Il progetto è promosso col sostegno del Comune di Roma e affidato allo scultore Oliviero Rainaldi, conosciuto per lo stile modernista e astratto. E fin qui, tutto ok. Problema è che, come molto spesso succede con l’arte contemporanea, l’intenzione non corrisponde facilmente alla percezione pubblica. E fu così che il 18 maggio 2011, in cerimonia, la statua si svela. Ahia.
Conversazioni, si chiama la statua di Oliviero Rainaldi. Davanti a una folla di dignitari e cittadini romani si erge un monumento di 5 metri a Piazza dei Cinquecento ma qualcosa non va. La figura carismatica e paterna di Giovanni Paolo II è un po’ off, un po’ enigmatica, non si capisce. No, non si capisce, affatto: un mantello semplicemente tozzo e soprattutto una testa squadrata con un’espressione degna dei peggiori bar di Caracas. E quella che c’è qui sopra è la seconda versione!
Conversazioni, di Oliviero Rainaldi. Ecco com’era la prima versione della statua per la beatificazione di sua santità Giovanni Paolo II
Brutto, brutto, aiutame a di’ brutto, diceva Enrico Brignano in “Io per voi un libro aperto”. Non sulla statua, ma il sapore è quello. Pippo-b, e pietro scerrato, CC BY-SA e CC BY 3.0, via Wikimedia Commons
Conversazioni, questo il nome della statua di Oliviero Rainaldi, che di conversazioni ne ha create eccome. Le reazioni sono decisamente a catena e poco lusinghiere: un blocco di bronzo, Papa Batman, l’ingresso istantaneo fra i monumenti più brutti al mondo secondo la CNN americana al tempo, le critiche dell’Osservatore Romano (giornale ufficiale fatto dal Dicastero del Vaticano, ndr.), i peggio nomignoli sui social media. Se per questo la CNN americana fa derivare il paragone da una lista fatta da Iain Aitch, che equipara la posa della prima versione a “Mussolini che tenta di rapire un minore“.

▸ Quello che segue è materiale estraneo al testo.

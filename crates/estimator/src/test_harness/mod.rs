//! # TestCalculator: headless harness for calculator integration tests
//!
//! Wraps `bevy::app::App` + `EstimatorPlugin` so tests drive the calculator
//! through the same events a front-end sends, then assert on the resources.

use bevy::app::App;
use bevy::prelude::*;

use crate::aggregator::EmissionResults;
use crate::calculator::{
    CalculatorSettings, CurrentEmissions, EmissionsUpdated, ResetCalculator, SelectCategory,
    SetDistanceUnit, SetQuantity,
};
use crate::consumption::{Category, ConsumptionField, ConsumptionInput};
use crate::factors::ConversionFactors;
use crate::units::DistanceUnit;
use crate::EstimatorPlugin;

/// Records every `EmissionsUpdated` total so tests can count recomputations.
#[derive(Resource, Default)]
pub struct UpdateLog(pub Vec<f64>);

fn record_updates(mut events: EventReader<EmissionsUpdated>, mut log: ResMut<UpdateLog>) {
    for ev in events.read() {
        log.0.push(ev.total);
    }
}

pub struct TestCalculator {
    app: App,
}

impl Default for TestCalculator {
    fn default() -> Self {
        Self::new()
    }
}

impl TestCalculator {
    // -----------------------------------------------------------------------
    // Constructors
    // -----------------------------------------------------------------------

    /// Calculator with the canonical factor table and empty input.
    pub fn new() -> Self {
        Self::build(None)
    }

    /// Calculator using `factors` instead of the canonical table.
    pub fn with_factors(factors: ConversionFactors) -> Self {
        Self::build(Some(factors))
    }

    fn build(factors: Option<ConversionFactors>) -> Self {
        let mut app = App::new();
        app.add_plugins(MinimalPlugins);
        if let Some(factors) = factors {
            app.insert_resource(factors);
        }
        app.add_plugins(EstimatorPlugin);
        app.init_resource::<UpdateLog>();
        app.add_systems(Update, record_updates.after(crate::CalculatorSet::Compute));
        app.update();
        Self { app }
    }

    // -----------------------------------------------------------------------
    // Actions (each runs one update)
    // -----------------------------------------------------------------------

    pub fn set(&mut self, field: ConsumptionField, value: f64) -> &mut Self {
        self.app
            .world_mut()
            .send_event(SetQuantity { field, value });
        self.update()
    }

    /// Set several fields in a single update.
    pub fn set_many(&mut self, values: &[(ConsumptionField, f64)]) -> &mut Self {
        for &(field, value) in values {
            self.app
                .world_mut()
                .send_event(SetQuantity { field, value });
        }
        self.update()
    }

    pub fn set_unit(&mut self, unit: DistanceUnit) -> &mut Self {
        self.app.world_mut().send_event(SetDistanceUnit(unit));
        self.update()
    }

    pub fn select(&mut self, category: Category) -> &mut Self {
        self.app.world_mut().send_event(SelectCategory(category));
        self.update()
    }

    pub fn reset(&mut self) -> &mut Self {
        self.app.world_mut().send_event(ResetCalculator);
        self.update()
    }

    pub fn install_factors(&mut self, factors: ConversionFactors) -> &mut Self {
        self.app.world_mut().insert_resource(factors);
        self.update()
    }

    pub fn update(&mut self) -> &mut Self {
        self.app.update();
        self
    }

    // -----------------------------------------------------------------------
    // Queries
    // -----------------------------------------------------------------------

    pub fn results(&self) -> EmissionResults {
        self.app.world().resource::<CurrentEmissions>().0
    }

    pub fn input(&self) -> ConsumptionInput {
        *self.app.world().resource::<ConsumptionInput>()
    }

    pub fn settings(&self) -> CalculatorSettings {
        *self.app.world().resource::<CalculatorSettings>()
    }

    pub fn factors(&self) -> &ConversionFactors {
        self.app.world().resource::<ConversionFactors>()
    }

    /// Totals reported by `EmissionsUpdated`, oldest first.
    pub fn update_log(&self) -> &[f64] {
        &self.app.world().resource::<UpdateLog>().0
    }

    pub fn app(&mut self) -> &mut App {
        &mut self.app
    }

    // -----------------------------------------------------------------------
    // Assertions
    // -----------------------------------------------------------------------

    /// Assert the monthly total is within `tol` of `expected`.
    pub fn assert_total(&self, expected: f64, tol: f64) -> &Self {
        let total = self.results().total;
        assert!(
            (total - expected).abs() <= tol,
            "expected total {expected}, got {total}"
        );
        self
    }

    /// Assert scope totals equal category totals.
    pub fn assert_additive(&self) -> &Self {
        let r = self.results();
        let diff = (r.scopes.sum() - r.breakdown.sum()).abs();
        assert!(
            diff <= crate::config::ADDITIVITY_TOLERANCE,
            "scopes {:?} vs breakdown {:?} differ by {diff}",
            r.scopes,
            r.breakdown
        );
        self
    }
}
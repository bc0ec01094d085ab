use bevy::prelude::*;

pub mod advice;
pub mod agent_protocol;
pub mod aggregator;
pub mod calculator;
pub mod config;
pub mod consumption;
pub mod error;
pub mod factors;
pub mod input;
pub mod sets;
pub mod shares;
pub mod units;

#[cfg(test)]
mod integration_tests;
#[cfg(any(test, feature = "bench"))]
pub mod test_harness;

pub use aggregator::{compute_emissions, EmissionResults};
pub use calculator::{
    CalculatorSettings, CurrentEmissions, EmissionsUpdated, ResetCalculator, SelectCategory,
    SetDistanceUnit, SetQuantity,
};
pub use consumption::{Category, ConsumptionField, ConsumptionInput};
pub use error::FactorsError;
pub use factors::ConversionFactors;
pub use sets::CalculatorSet;
pub use units::DistanceUnit;

/// Headless calculator: resources, events and the recompute pipeline.
///
/// Insert a [`ConversionFactors`] resource before adding the plugin to use a
/// table other than the canonical one.
pub struct EstimatorPlugin;

impl Plugin for EstimatorPlugin {
    fn build(&self, app: &mut App) {
        app.configure_sets(
            Update,
            (CalculatorSet::Input, CalculatorSet::Compute).chain(),
        );

        app.add_plugins(calculator::CalculatorPlugin);

        if let Some(factors) = app.world().get_resource::<ConversionFactors>() {
            info!(
                "Emission factors: {} ({}), transport per {}",
                factors.version,
                factors.source,
                factors.distance_unit.label()
            );
        }
    }
}
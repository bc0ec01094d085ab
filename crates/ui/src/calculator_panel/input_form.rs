//! Left side of the panel: category tabs, the unit toggle and input boxes.

use bevy_egui::egui;

use estimator::input::parse_quantity;
use estimator::{Category, ConsumptionField, DistanceUnit};

use super::formatting::example_hint;
use super::types::{InputBuffers, PanelAction};

const HINT_COLOR: egui::Color32 = egui::Color32::from_rgb(150, 160, 165);
const FIELD_WIDTH: f32 = 140.0;
const TIP_COLOR: egui::Color32 = egui::Color32::from_rgb(120, 210, 150);

pub fn render_category_tabs(ui: &mut egui::Ui, active: Category, actions: &mut Vec<PanelAction>) {
    ui.horizontal(|ui| {
        for category in Category::ALL {
            if ui
                .selectable_label(active == category, category.name())
                .clicked()
                && active != category
            {
                actions.push(PanelAction::Select(category));
            }
        }
    });
}

/// km / miles toggle. Switching converts the values already entered.
pub fn render_unit_toggle(ui: &mut egui::Ui, unit: DistanceUnit, actions: &mut Vec<PanelAction>) {
    ui.horizontal(|ui| {
        ui.label("Distance unit:");
        for option in [DistanceUnit::Km, DistanceUnit::Miles] {
            if ui.selectable_label(unit == option, option.label()).clicked() && unit != option {
                actions.push(PanelAction::SetUnit(option));
            }
        }
    });
}

pub fn render_fields(
    ui: &mut egui::Ui,
    category: Category,
    unit: DistanceUnit,
    buffers: &mut InputBuffers,
    actions: &mut Vec<PanelAction>,
) {
    egui::Grid::new("calculator_fields")
        .num_columns(3)
        .spacing([12.0, 8.0])
        .show(ui, |ui| {
            for &field in category.fields() {
                field_row(ui, field, unit, buffers, actions);
                ui.end_row();
            }
        });
}

/// Advice box under the input grid for the visible category.
pub fn render_category_tip(ui: &mut egui::Ui, category: Category) {
    let (heading, body) = category.tip();
    egui::Frame::group(ui.style()).show(ui, |ui| {
        ui.colored_label(TIP_COLOR, egui::RichText::new(heading).strong());
        ui.label(egui::RichText::new(body).small());
    });
}

fn field_row(
    ui: &mut egui::Ui,
    field: ConsumptionField,
    unit: DistanceUnit,
    buffers: &mut InputBuffers,
    actions: &mut Vec<PanelAction>,
) {
    ui.vertical(|ui| {
        ui.strong(field.label());
        ui.colored_label(HINT_COLOR, egui::RichText::new(field.hint()).small());
    });

    let text = buffers.text_mut(field);
    let response = ui.add(
        egui::TextEdit::singleline(&mut *text)
            .desired_width(FIELD_WIDTH)
            .hint_text(example_hint(field.example())),
    );
    if response.changed() {
        actions.push(PanelAction::Edit {
            field,
            value: parse_quantity(text),
        });
    }

    ui.label(field.fixed_unit().unwrap_or(unit.label()));
}
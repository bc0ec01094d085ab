//! Static guidance shown alongside the results: reduction tips and the
//! reference links behind the factor table and scope policy.

use crate::shares::Scope;

/// Published UK conversion factors the canonical table is taken from.
pub const OFFICIAL_FACTORS_URL: &str =
    "https://www.gov.uk/government/publications/greenhouse-gas-reporting-conversion-factors-2025";

/// The corporate standard the scope split follows.
pub const GHG_PROTOCOL_URL: &str = "https://ghgprotocol.org/";

#[derive(Debug, Clone, Copy, PartialEq, Eq)]
pub struct ReductionTip {
    pub title: &'static str,
    pub detail: &'static str,
    /// Scope the tip mainly lowers, when it targets one.
    pub scope: Option<Scope>,
}

pub const REDUCTION_TIPS: [ReductionTip; 4] = [
    ReductionTip {
        title: "Renewable Energy",
        detail: "Switch to green tariffs to cut Scope 2 emissions",
        scope: Some(Scope::Scope2),
    },
    ReductionTip {
        title: "Public Transport",
        detail: "Trains and buses emit less per passenger",
        scope: None,
    },
    ReductionTip {
        title: "Reduce & Recycle",
        detail: "Minimize landfill to cut Scope 3 emissions",
        scope: Some(Scope::Scope3),
    },
    ReductionTip {
        title: "Home Efficiency",
        detail: "Better insulation reduces energy use",
        scope: None,
    },
];
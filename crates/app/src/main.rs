mod cli;

#[cfg(not(target_arch = "wasm32"))]
mod agent_mode;

use bevy::prelude::*;
use bevy::window::PresentMode;
use bevy::winit::{UpdateMode, WinitSettings};

use clap::Parser;

use estimator::ConversionFactors;

use cli::CliArgs;

fn main() {
    let args = CliArgs::parse();

    if args.agent {
        run_agent(&args);
        return;
    }

    let mut app = App::new();

    app.add_plugins(DefaultPlugins.set(WindowPlugin {
        primary_window: Some(Window {
            title: "Carbon Emissions Calculator".to_string(),
            resolution: (1100.0, 760.0).into(),
            present_mode: PresentMode::AutoVsync,
            ..default()
        }),
        ..default()
    }))
    .insert_resource(WinitSettings {
        focused_mode: UpdateMode::reactive_low_power(std::time::Duration::from_millis(16)),
        unfocused_mode: UpdateMode::reactive_low_power(std::time::Duration::from_millis(250)),
    });

    if let Some(path) = &args.factors {
        match ConversionFactors::from_json_file(path) {
            Ok(factors) => {
                info!("Loaded factor table from {}", path.display());
                app.insert_resource(factors);
            }
            Err(e) => warn!(
                "Could not load factors from {}: {e}; using the built-in table",
                path.display()
            ),
        }
    }

    app.add_plugins((estimator::EstimatorPlugin, ui::UiPlugin))
        .add_systems(Startup, spawn_camera);

    app.run();
}

/// Headless mode. A factor file that fails to load ends the process with
/// status 1 before the `ready` line is written.
#[cfg(not(target_arch = "wasm32"))]
fn run_agent(args: &CliArgs) {
    let factors = match &args.factors {
        Some(path) => match ConversionFactors::from_json_file(path) {
            Ok(factors) => factors,
            Err(e) => {
                eprintln!("failed to load factors from {}: {e}", path.display());
                std::process::exit(1);
            }
        },
        None => ConversionFactors::default(),
    };
    agent_mode::run_agent_mode(factors);
}

#[cfg(target_arch = "wasm32")]
fn run_agent(_args: &CliArgs) {
    error!("--agent needs stdin/stdout and is not available in the browser build");
}

fn spawn_camera(mut commands: Commands) {
    commands.spawn(Camera2d);
}
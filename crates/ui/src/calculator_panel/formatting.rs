//! Number formatting for the calculator panel.

/// Emission mass with two decimals, e.g. `"74.32"`.
pub fn fmt_kg(kg: f64) -> String {
    format!("{:.2}", kg)
}

/// A percentage already scaled to 0..100, e.g. `"42.5%"`.
pub fn fmt_pct(pct: f64) -> String {
    format!("{:.1}%", pct)
}

/// Text shown in an input box for a stored quantity. Zero shows as empty so
/// the placeholder is visible.
pub fn display_value(value: f64) -> String {
    if value == 0.0 {
        String::new()
    } else {
        format!("{}", value)
    }
}

/// Placeholder text for an empty input box.
pub fn example_hint(example: f64) -> String {
    format!("e.g., {}", example)
}

/// Fraction of a progress bar to fill for a percentage share.
pub fn bar_fraction(pct: f64) -> f32 {
    (pct / 100.0).clamp(0.0, 1.0) as f32
}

Insomma, si stava meglio quando si stava peggio. L’involontario successo mediatico piove da ogni angolo, mica solo dai romani. Pure in Polonia l’opera è accolta col gelo, perché il fatto che il papa non si riconoscesse proprio era universale. “Astratta, distante”, dicevano, dicono. Il paragone con tante altre statue di Wojtyła per il mondo ma pure per Roma è lampante, ma non è tutto, perché la situazione è peggio di quel che sembra. Si attacca il processo creativo, in una città piena di storia e di dettagli minuziosamente scolpiti si fa posto, per qualcosa di così importante, l’astratto. Conversazioni è stata ribattezzata semplicemente come “la campana di Termini” e le critiche non mancano.
Le critiche raggiungono chi di dovere, tant’è che nel 2012 vengono fatte modifiche importanti. Il Comune di Roma e il Ministero dei Beni Culturali decidono di intervenire, e il volto del papa diventa riconoscibile, il mantello si alleggerisce e la base della statua rimpicciolita. Il restyling placa un po’ le polemiche ma rimane quel che è. Fai il paragone fra le due foto.
Dopotutto, non è bello ciò che è bello, ma è bello ciò che piace, direbbe qualcuno. Problema di fondo è che non piace e che l’originale era meglio: le polemiche peggiorarono a causa della bozza del progetto originale, resa pubblica da un cardinale, che effettivamente a Karol Wojtyła ci somigliava. Oliviero Rainaldi si espresse sul restyling di Conversazioni, con tanto orgoglio, dichiarando che il progetto aveva tenuto il suo valore artistico. In molti continuarono a vedere il tutto come un errore di comunicazione fra l’intento dell’artista e il gusto del pubblico, rovinando una commemorazione importante.
Potreste provare a toccargli il sedere per avere un po’ di fortuna, un po’ come si fa con la statua di Manuela Arcuri… ma non ha un sedere, poiché il corpo è astratto. Pazienza, anzi, amen.